Hidden gems: America's exam schools
In a previous post, I lauded TBFI for digging into subjects that others have glossed over, typically due to a belief that we already have enough collective knowledge on the subject. Usually, the result is that Fordham reports unexpected findings that indicate how much more complicated and interesting the matter actually is.
But there’s another type of research TBFI pursues that I find even more valuable: the study of important stuff that most of us didn’t even know was out there.
For example, the Ohio team recently wrote about the challenges of student mobility; earlier, the national team looked at pension issues in charter schools, “private” public schools, and the red tape that affects school leaders. All of these are significant contributions to our understanding of under-examined corners of the K-12 world.
The recent product that best exemplifies this area of study is Finn and Hockett’s book on Exam Schools. I—like many of you, I suspect—knew that such schools existed. But I just never gave them much thought, and I certainly didn’t know how many there were, what they did, or what they meant for education reform more broadly.
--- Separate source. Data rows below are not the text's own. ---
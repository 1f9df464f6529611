use std::sync::{Arc, Mutex};

use crate::error::EngineError;

/// An OpenGL rendering context owned by the external context pool. The
/// engine never attaches contexts to a thread; effect runnables attach as
/// needed.
pub trait OpenGlContext: Send + Sync {
    fn is_gpu(&self) -> bool;
}

/// The external pool handing out GPU and CPU rendering contexts. With
/// `reuse_last` set, the pool returns the most recently vended context so
/// successive paint strokes keep drawing over the same texture.
pub trait ContextPool: Send + Sync {
    fn gpu_context(&self, reuse_last: bool) -> Result<Arc<dyn OpenGlContext>, EngineError>;
    fn cpu_context(&self, reuse_last: bool) -> Result<Arc<dyn OpenGlContext>, EngineError>;
}

/// Pool that never has a context to give. Context exhaustion is non-fatal:
/// effects that need GPU fail individually during render.
pub struct NullContextPool;

impl ContextPool for NullContextPool {
    fn gpu_context(&self, _reuse_last: bool) -> Result<Arc<dyn OpenGlContext>, EngineError> {
        Err(EngineError::ContextUnavailable("no GPU pool".to_string()))
    }

    fn cpu_context(&self, _reuse_last: bool) -> Result<Arc<dyn OpenGlContext>, EngineError> {
        Err(EngineError::ContextUnavailable("no CPU pool".to_string()))
    }
}

/// An item being interactively drawn (a paint stroke). Successive strokes of
/// one drawing session reuse the same context pair, memoized here.
pub struct DrawableItem {
    contexts: Mutex<Option<(Arc<dyn OpenGlContext>, Arc<dyn OpenGlContext>)>>,
}

impl DrawableItem {
    pub fn new() -> Arc<Self> {
        Arc::new(Self {
            contexts: Mutex::new(None),
        })
    }

    pub fn drawing_contexts(
        &self,
    ) -> Option<(Arc<dyn OpenGlContext>, Arc<dyn OpenGlContext>)> {
        self.contexts.lock().unwrap().clone()
    }

    pub fn set_drawing_contexts(
        &self,
        gpu: Arc<dyn OpenGlContext>,
        cpu: Arc<dyn OpenGlContext>,
    ) {
        *self.contexts.lock().unwrap() = Some((gpu, cpu));
    }
}
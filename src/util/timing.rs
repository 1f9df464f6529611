use std::borrow::Cow;
use std::time::Instant;

use log::{self, Level};

pub struct ScopedTimer {
    label: Cow<'static, str>,
    level: Level,
    start: Option<Instant>,
}

impl ScopedTimer {
    pub fn new(label: impl Into<Cow<'static, str>>, level: Level) -> Self {
        if log::log_enabled!(level) {
            Self {
                label: label.into(),
                level,
                start: Some(Instant::now()),
            }
        } else {
            Self {
                label: Cow::Borrowed(""),
                level,
                start: None,
            }
        }
    }

    pub fn info(label: impl Into<Cow<'static, str>>) -> Self {
        Self::new(label, Level::Info)
    }

    pub fn debug(label: impl Into<Cow<'static, str>>) -> Self {
        Self::new(label, Level::Debug)
    }

    pub fn debug_lazy<F, S>(f: F) -> Self
    where
        F: FnOnce() -> S,
        S: Into<Cow<'static, str>>,
    {
        if log::log_enabled!(Level::Debug) {
            Self {
                label: f().into(),
                level: Level::Debug,
                start: Some(Instant::now()),
            }
        } else {
            Self {
                label: Cow::Borrowed(""),
                level: Level::Debug,
                start: None,
            }
        }
    }
}

impl Drop for ScopedTimer {
    fn drop(&mut self) {
        if let Some(start) = self.start {
            let duration = start.elapsed().as_millis();
            log::log!(self.level, "{} took {} ms", self.label, duration);
        }
    }
}

pub fn measure<T, F>(label: impl Into<Cow<'static, str>>, level: Level, f: F) -> T
where
    F: FnOnce() -> T,
{
    let _timer = ScopedTimer::new(label, level);
    f()
}

pub fn measure_info<T, F>(label: impl Into<Cow<'static, str>>, f: F) -> T
where
    F: FnOnce() -> T,
{
    measure(label, Level::Info, f)
}
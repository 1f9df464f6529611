use ordered_float::OrderedFloat;

/// Frame time on the timeline. Orderable and hashable so it can take part in
/// render clone keys.
pub type TimeValue = OrderedFloat<f64>;

/// Index of a view in a multi-view project (left/right eye, etc.).
#[derive(Debug, Clone, Copy, PartialEq, Eq, Hash, Default, PartialOrd, Ord)]
pub struct ViewIdx(pub u32);

/// Spatial scale applied to a render, one factor per axis.
#[derive(Debug, Clone, Copy, PartialEq)]
pub struct RenderScale {
    pub x: f64,
    pub y: f64,
}

impl RenderScale {
    pub fn identity() -> Self {
        Self { x: 1.0, y: 1.0 }
    }

    pub fn new(x: f64, y: f64) -> Self {
        Self { x, y }
    }
}

impl Default for RenderScale {
    fn default() -> Self {
        Self::identity()
    }
}

/// Combine the proxy scale with a mipmap level into the effective scale at
/// which the tree is rendered. Each mipmap level halves the resolution.
pub fn combined_scale(proxy_scale: RenderScale, mipmap_level: u32) -> RenderScale {
    let factor = 1.0 / (1u64 << mipmap_level.min(63)) as f64;
    RenderScale::new(proxy_scale.x * factor, proxy_scale.y * factor)
}

/// An image component layout (e.g. RGBA, alpha, motion vectors) selected for
/// rendering.
#[derive(Debug, Clone, PartialEq, Eq, Hash)]
pub struct ImagePlaneDesc {
    pub label: String,
    pub num_components: u32,
}

impl ImagePlaneDesc {
    pub fn new(label: impl Into<String>, num_components: u32) -> Self {
        Self {
            label: label.into(),
            num_components,
        }
    }

    pub fn rgba() -> Self {
        Self::new("Color.RGBA", 4)
    }

    pub fn alpha() -> Self {
        Self::new("Color.Alpha", 1)
    }
}

impl Default for ImagePlaneDesc {
    fn default() -> Self {
        Self::rgba()
    }
}

/// Status code flowing through the scheduling paths. Domain codes returned by
/// effects are passed through unchanged.
#[derive(Debug, Clone, Copy, PartialEq, Eq)]
pub enum RenderStatus {
    Ok,
    Failed,
    Aborted,
    OutOfMemory,
    InputDisconnected,
}

impl RenderStatus {
    /// Any non-OK code, including an abort, counts as a failure and is sticky
    /// at execution and tree-render level.
    pub fn is_failure(self) -> bool {
        self != RenderStatus::Ok
    }
}

#[cfg(test)]
mod tests {
    use super::*;

    #[test]
    fn combined_scale_halves_per_mip_level() {
        let scale = combined_scale(RenderScale::identity(), 2);
        assert_eq!(scale.x, 0.25);
        assert_eq!(scale.y, 0.25);

        let proxied = combined_scale(RenderScale::new(0.5, 0.5), 1);
        assert_eq!(proxied.x, 0.25);
    }

    #[test]
    fn abort_is_a_failure_code() {
        assert!(RenderStatus::Aborted.is_failure());
        assert!(RenderStatus::Failed.is_failure());
        assert!(!RenderStatus::Ok.is_failure());
    }
}
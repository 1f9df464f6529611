use std::sync::atomic::{AtomicU64, Ordering};
use std::sync::Mutex;
use std::time::Duration;

use crate::types::RenderStatus;

/// Sink for per-render statistics, fed by the runnables. One instance is
/// shared by every execution of a tree render.
#[derive(Default)]
pub struct RenderStats {
    tasks_rendered: AtomicU64,
    tasks_failed: AtomicU64,
    tasks_aborted: AtomicU64,
    total_render_time: Mutex<Duration>,
}

impl RenderStats {
    pub fn new() -> Self {
        Self::default()
    }

    pub fn record_task(&self, status: RenderStatus, elapsed: Duration) {
        match status {
            RenderStatus::Ok => self.tasks_rendered.fetch_add(1, Ordering::Relaxed),
            RenderStatus::Aborted => self.tasks_aborted.fetch_add(1, Ordering::Relaxed),
            _ => self.tasks_failed.fetch_add(1, Ordering::Relaxed),
        };
        *self.total_render_time.lock().unwrap() += elapsed;
    }

    pub fn tasks_rendered(&self) -> u64 {
        self.tasks_rendered.load(Ordering::Relaxed)
    }

    pub fn tasks_failed(&self) -> u64 {
        self.tasks_failed.load(Ordering::Relaxed)
    }

    pub fn tasks_aborted(&self) -> u64 {
        self.tasks_aborted.load(Ordering::Relaxed)
    }

    pub fn total_render_time(&self) -> Duration {
        *self.total_render_time.lock().unwrap()
    }
}
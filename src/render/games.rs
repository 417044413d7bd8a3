// Copyright (C) 2026  Caprica Software Limited
//
// This program is free software: you can redistribute it and/or modify
// it under the terms of the GNU General Public License as published by
// the Free Software Foundation, either version 3 of the License, or
// (at your option) any later version.
//
// This program is distributed in the hope that it will be useful,
// but WITHOUT ANY WARRANTY; without even the implied warranty of
// MERCHANTABILITY or FITNESS FOR A PARTICULAR PURPOSE.  See the
// GNU General Public License for more details.
//
// You should have received a copy of the GNU General Public License
// along with this program.  If not, see <https://www.gnu.org/licenses/>.

//! Render the game list and the search line above it.

use ratatui::{
    Frame,
    layout::{Constraint, Rect},
    style::{Modifier, Style},
    text::{Line, Span},
    widgets::{Block, Borders, Cell, Paragraph, Row, Table},
};

use crate::{
    App,
    model::{ORIENTATION_PREFIX, PLATFORM_PREFIX},
    render::icons::{ICON_CURSOR, ICON_PLAY},
};

pub(crate) fn draw_search(f: &mut Frame, area: Rect, app: &App) {
    let theme = &app.theme;
    let focused = app.search.is_focused();

    let border = if focused {
        theme.active_border_colour
    } else {
        theme.border_colour
    };

    let block = Block::default()
        .borders(Borders::ALL)
        .title(" Search ")
        .border_style(Style::default().fg(border));

    let inner = block.inner(area);

    let text = if focused {
        Line::from(app.search.input.value())
    } else {
        Line::from(Span::styled(
            "press t or / to search",
            Style::default().add_modifier(Modifier::DIM),
        ))
    };

    f.render_widget(Paragraph::new(text).block(block), area);

    if focused {
        let cursor_x = inner.x + app.search.input.visual_cursor() as u16;
        f.set_cursor_position((cursor_x.min(inner.right().saturating_sub(1)), inner.y));
    }
}

/// Draws the games table.
///
/// The orientation and platform columns are dropped while a filter on that
/// axis is active, since every row would show the same value.
pub(crate) fn draw_games(f: &mut Frame, area: Rect, app: &mut App) {
    let theme = app.theme;
    let oriented = app.facets.selection().with_prefix(ORIENTATION_PREFIX).next().is_some();
    let platformed = app.facets.selection().with_prefix(PLATFORM_PREFIX).next().is_some();

    let running = app.navigator.running().map(str::to_string);

    let rows = app.games.games().iter().map(|game| {
        let is_running = running.as_deref() == Some(game.id.as_str());
        let marker = if is_running { ICON_PLAY } else { "" };
        let title_style = if is_running {
            Style::default().fg(theme.accent_colour).add_modifier(Modifier::BOLD)
        } else {
            Style::default().fg(theme.table_title_fg)
        };

        let mut cells = vec![
            Cell::from(Line::from(marker).style(Style::default().fg(theme.accent_colour))),
            Cell::from(Line::from(game.title.as_str()).style(title_style)),
        ];
        if !platformed {
            cells.push(Cell::from(
                Line::from(game.platform_id.as_deref().unwrap_or(""))
                    .style(Style::default().fg(theme.table_platform_fg)),
            ));
        }
        cells.push(Cell::from(
            Line::from(game.year.as_deref().unwrap_or("")).style(Style::default().fg(theme.table_year_fg)),
        ));
        cells.push(Cell::from(
            Line::from(game.company.as_deref().unwrap_or(""))
                .style(Style::default().fg(theme.table_company_fg)),
        ));
        cells.push(Cell::from(
            Line::from(game.system.as_deref().unwrap_or(""))
                .style(Style::default().fg(theme.table_system_fg)),
        ));
        if !oriented {
            cells.push(Cell::from(
                Line::from(game.orientation().map_or("", |o| o.as_str()))
                    .style(Style::default().fg(theme.table_orientation_fg)),
            ));
        }

        Row::new(cells)
    });

    let mut header = vec![Cell::from(""), Cell::from("Title")];
    let mut widths = vec![Constraint::Length(2), Constraint::Percentage(40)];
    if !platformed {
        header.push(Cell::from("Platform"));
        widths.push(Constraint::Length(10));
    }
    header.extend([Cell::from("Year"), Cell::from("Company"), Cell::from("System")]);
    widths.extend([
        Constraint::Length(6),
        Constraint::Percentage(20),
        Constraint::Percentage(20),
    ]);
    if !oriented {
        header.push(Cell::from("Orientation"));
        widths.push(Constraint::Length(11));
    }

    let border = if app.sidebar.is_active || app.search.is_focused() {
        theme.border_colour
    } else {
        theme.active_border_colour
    };

    let title = format!(" Games ({}) ", app.games.games().len());

    let table = Table::new(rows, widths)
        .header(
            Row::new(header)
                .style(Style::default().bold().fg(theme.accent_colour))
                .bottom_margin(1),
        )
        .row_highlight_style(Style::default().bg(theme.cursor_bg).fg(theme.table_title_fg))
        .highlight_symbol(ICON_CURSOR)
        .block(
            Block::default()
                .borders(Borders::ALL)
                .title(title)
                .border_style(Style::default().fg(border)),
        );

    f.render_stateful_widget(table, area, &mut app.navigator.table_state);
}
But all that has changed, and I’m thankful for it. The authors not only give the informative descriptive statistics of this mini-sector of public education, they tease out invaluable lessons and implications.
I had no idea that there were so many of these schools or that they educated so many kids. I never realized that expanding this type of school would be an extremely wise national investment—a way to provide a world-class public education to high-performing students. I also didn’t know that many of these schools are serving large numbers of historically-disadvantaged students and getting great results.
I’m fascinated by how these schools fit in and don’t fit in to the larger systems of which they are technically a part. The way they enroll students—as well as how they are run, staffed, and governed—varies with each school, so there is no shared model, aside from the fact that they are quite different from the average neighborhood public school.
Many of us talk increasingly about “portfolio management,” a way to think about a city’s entire collection of schools and ways to ensure that new schools start, low-performing schools close, and so on.
I’m now convinced that we have to make sure exam schools are part of this conversation. While we strive to close the achievement gap, we have to make sure that we provide great options to high-performing kids, especially those in low-income neighborhoods who would otherwise have limited access to the opportunities these schools provide.
If you’re interested in urban education, portfolio management, or options for high-performing students, you really ought to give this book a read. It is a real eye-opener.